|FACE TO FACE
|Year : 2012 | Volume
| Issue : 2 | Page : 86-88
An e-mail interview with Dr. J. Mahanta
|Date of Web Publication||28-Dec-2012|
|How to cite this article:|
. An e-mail interview with Dr. J. Mahanta. Trop Parasitol 2012;2:86-8
Dr. Jagadish Mahanta obtained his MBBS degree from Guwahati Medical College, Assam in 1974 in first class and MD Microbiology from PGI Chandigarh bagging the medal for merit of first order. He has a vast teaching, clinical and research experience. He served reputed institutes of the state and the country namely Guwahati Medical College, PGI Chandigarh etc. He joined the Regional Medical Research Centre, Dibrugarh as a deputy director in the year 1993 and became the Director of this institute in 1996. He has to his credit more than 300 publications in peer reviewed national and international journals. He has authored chapters of several books, and proceedings. He has received a number of prestigious awards for his contribution to the health related research of this part of the country. The ICMR award for 2007 has been conferred upon him for his outstanding epidemiological research in communicable and non-communicable diseases. He is also the recipient of the prestigious SC Parija Oration award 2010 of the Indian Academy of Tropical Parasitology, for his immense contribution to the research on parasitic diseases of this region.

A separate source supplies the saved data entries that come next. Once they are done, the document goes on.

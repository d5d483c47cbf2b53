#![allow(missing_docs)]

pub(crate) mod backend;
pub(crate) mod session;

use std::sync::Arc;

pub(crate) use backend::RecordingBackend;
pub(crate) use session::session_cookie;

use axum_test::TestServer;
use rusqlite::Connection;
use time::OffsetDateTime;

use crate::{AppState, build_router, clock::FixedClock};

/// App state backed by an empty in-memory database, in UTC.
pub(crate) fn get_test_app_state() -> AppState {
    let connection =
        Connection::open_in_memory().expect("Could not open in-memory SQLite database");

    AppState::new(connection, "42", "Etc/UTC").expect("Could not create app state")
}

/// Like [get_test_app_state], but the handlers see `now` as the current time.
pub(crate) fn get_test_app_state_at(now: OffsetDateTime) -> AppState {
    AppState {
        clock: Arc::new(FixedClock(now)),
        ..get_test_app_state()
    }
}

pub(crate) fn get_test_server(state: AppState) -> TestServer {
    TestServer::try_new(build_router(state)).expect("Could not create test server.")
}
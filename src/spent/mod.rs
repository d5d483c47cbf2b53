//! The monthly spend aggregator and the API endpoints that expose it.

mod aggregator;
mod handlers;

pub use aggregator::MonthlySpend;
pub use handlers::{add_spent, get_spent, refresh_spent};
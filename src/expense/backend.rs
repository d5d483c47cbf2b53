use std::future::Future;

use crate::expense::{ExpenseQuery, ExpenseRow};

/// Errors reported by an [ExpenseBackend] read.
#[derive(Debug, Clone, thiserror::Error, PartialEq)]
pub enum QueryError {
    /// The backend rejected or failed to run the query.
    #[error("the expense query failed: {0}")]
    Sql(String),

    /// A stored or requested timestamp could not be converted.
    #[error("invalid expense timestamp \"{0}\"")]
    InvalidTimestamp(String),

    /// Could not acquire the database lock
    #[error("could not acquire the database lock")]
    DatabaseLock,
}

impl From<rusqlite::Error> for QueryError {
    fn from(value: rusqlite::Error) -> Self {
        QueryError::Sql(value.to_string())
    }
}

/// An authenticated client for the hosted `expense` table.
///
/// Implementations run the filtered read described by an [ExpenseQuery] and
/// return the matching rows with the selected columns populated.
pub trait ExpenseBackend {
    /// Read the rows matching `query`.
    fn select_expenses(
        &self,
        query: &ExpenseQuery,
    ) -> impl Future<Output = Result<Vec<ExpenseRow>, QueryError>> + Send;
}

impl<B: ExpenseBackend> ExpenseBackend for &B {
    fn select_expenses(
        &self,
        query: &ExpenseQuery,
    ) -> impl Future<Output = Result<Vec<ExpenseRow>, QueryError>> + Send {
        (**self).select_expenses(query)
    }
}
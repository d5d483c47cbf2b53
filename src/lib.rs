//! Expense Tracker keeps a running total of what a user has spent this month
//! and serves their expense entries month by month.
//!
//! The expenses live in a hosted `expense` table that this library only reads
//! through the [ExpenseBackend] trait. The library also provides a JSON API
//! over that table, see [build_router].

#![warn(missing_docs)]

use std::{net::SocketAddr, time::Duration};

use axum::{
    Json,
    http::StatusCode,
    response::{IntoResponse, Response},
};
use axum_server::Handle;
use serde_json::json;
use tokio::signal;

mod app_state;
mod clock;
mod db;
mod endpoints;
mod entries;
mod expense;
mod logging;
mod month_window;
mod not_found;
mod routing;
mod session;
mod spent;
mod timezone;
mod user;

#[cfg(test)]
mod test_utils;

pub use app_state::AppState;
pub use clock::{Clock, FixedClock, LocalCalendar, SharedClock, SystemClock};
pub use db::initialize as initialize_db;
pub use entries::{EntryFetcher, FetchResult};
pub use expense::{
    ExpenseBackend, ExpenseQuery, ExpenseRow, QueryError, Selection, SqliteExpenseBackend,
    create_expense, total_price,
};
pub use logging::{LOG_BODY_LENGTH_LIMIT, logging_middleware};
pub use month_window::MonthWindow;
pub use routing::build_router;
pub use session::{SessionError, SessionUser, Token};
pub use spent::MonthlySpend;
pub use timezone::get_timezone;
pub use user::{CurrentUser, UserID};

/// An async task that waits for either the ctrl+c or terminate signal, whichever comes first, and
/// then signals the server to shut down gracefully.
///
/// `handle` is a handle to an Axum `Server`.
pub async fn graceful_shutdown(handle: Handle<SocketAddr>) {
    let ctrl_c = async {
        signal::ctrl_c()
            .await
            .expect("failed to install Ctrl+C handler");
    };

    #[cfg(unix)]
    let terminate = async {
        signal::unix::signal(signal::unix::SignalKind::terminate())
            .expect("failed to install signal handler")
            .recv()
            .await;
    };

    #[cfg(not(unix))]
    let terminate = std::future::pending::<()>();

    tokio::select! {
        _ = ctrl_c => {
            tracing::debug!("Received ctrl+c signal.");
            handle.graceful_shutdown(Some(Duration::from_secs(1)));
        },
        _ = terminate => {
            tracing::debug!("Received terminate signal.");
            handle.graceful_shutdown(Some(Duration::from_secs(1)));
        },
    }
}

/// The errors that may occur in the application.
#[derive(Debug, thiserror::Error, PartialEq)]
pub enum Error {
    /// The request needs a signed in user and there is none.
    #[error("no user is signed in")]
    NotAuthenticated,

    /// Adding the amount would take the monthly total past the largest finite float.
    #[error("adding {0} would make the monthly total too large to represent")]
    TotalOutOfRange(f64),

    /// The requested resource was not found.
    ///
    /// Internally, this error may occur when a query returns no rows.
    #[error("the requested resource could not be found")]
    NotFound,

    /// A read of the expense table failed.
    ///
    /// The message is passed on to the client, which decides how to show it.
    #[error("{0}")]
    Query(#[from] QueryError),

    /// An unhandled/unexpected SQL error.
    #[error("an unexpected SQL error occurred: {0}")]
    SqlError(rusqlite::Error),

    /// An error occurred while getting the local timezone from a canonical timezone string.
    #[error("invalid timezone {0}")]
    InvalidTimezoneError(String),
}

impl From<rusqlite::Error> for Error {
    fn from(value: rusqlite::Error) -> Self {
        match value {
            rusqlite::Error::QueryReturnedNoRows => Error::NotFound,
            error => {
                tracing::error!("an unhandled SQL error occurred: {}", error);
                Error::SqlError(error)
            }
        }
    }
}

impl IntoResponse for Error {
    fn into_response(self) -> Response {
        let (status, message) = match self {
            Error::NotAuthenticated => (StatusCode::UNAUTHORIZED, self.to_string()),
            Error::NotFound => (StatusCode::NOT_FOUND, "not found".to_owned()),
            Error::TotalOutOfRange(_) => (StatusCode::BAD_REQUEST, self.to_string()),
            Error::Query(ref error) => {
                tracing::error!("Error fetching expenses: {error}");
                (StatusCode::BAD_GATEWAY, self.to_string())
            }
            Error::InvalidTimezoneError(ref timezone) => {
                tracing::error!("Could not get local timezone \"{timezone}\"");
                (
                    StatusCode::INTERNAL_SERVER_ERROR,
                    format!(
                        "Could not get local timezone \"{timezone}\". Check your server settings and \
                        ensure the timezone has been set to valid, canonical timezone string"
                    ),
                )
            }
            // Any errors that are not handled above are not intended to be shown to the client.
            error => {
                tracing::error!("An unexpected error occurred: {}", error);
                (
                    StatusCode::INTERNAL_SERVER_ERROR,
                    "An unexpected error occurred, check the server logs for more details."
                        .to_owned(),
                )
            }
        };

        (status, Json(json!({ "error": message }))).into_response()
    }
}
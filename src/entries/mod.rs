//! Fetching the current user's expense entries for this month and last month.

mod fetcher;
mod handlers;

pub use fetcher::{EntryFetcher, FetchResult};
pub use handlers::{get_entries_last_month, get_entries_this_month};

a. Dear Sir, could you shed some light on the salient changes related to policy matters and research activities of the RMRC, Dibrugarh over the years?
Ans: Regional Medical Research Centre (RMRC) for Northeast was established in 1982 as one of the regional centers of Indian Council of Medical Research for biomedical research in seven northeastern states of India, but later on, with inclusion of Sikkim in Northeast Council, the geographic span of the center was extended to Sikkim. Research at RMRC for Northeast started with estimating burden of cancer in this part of the country and malaria epidemiology. But gradually over the years, to keep pace with the development across the globe, research policy of the center took a turn to carry out research in modern biology in areas relevant to northeast, both communicable and noncommunicable diseases. For this, concerted effort was made to-
- develop infrastructure for research in modern biology,
- develop human resource to do cutting-edge research,
- develop collaboration with advance institutes in the country and across the globe,
- develop experimental animal facility, and
- explore traditional knowledge for treatment and prevention of diseases.
b. How would you assess the present scenario of parasitic diseases in the northeastern Indian states?
Ans : Parasitic diseases are major public health problem in this region. All four known human malaria parasites are found in this region. Out of them, drug-resistant Plasmodium falciparum infection is a major concern. Kala-azar has re-emerged after a long gap in one district of Assam and it may cause havoc in the near future if not contained aggressively. Soil-transmitted helminthes, filariasis among a large section of agro industry workers (tea garden population), neurocysticercosis causing epilepsy, and food-borne trematode infections like paragonimiasis and fascioliasis (due to exotic food behavior) are becoming the major public health challenges in this region.
c. How have the research activities in parasitic diseases in the northeastern states changed in the past years in terms of technicality and quality?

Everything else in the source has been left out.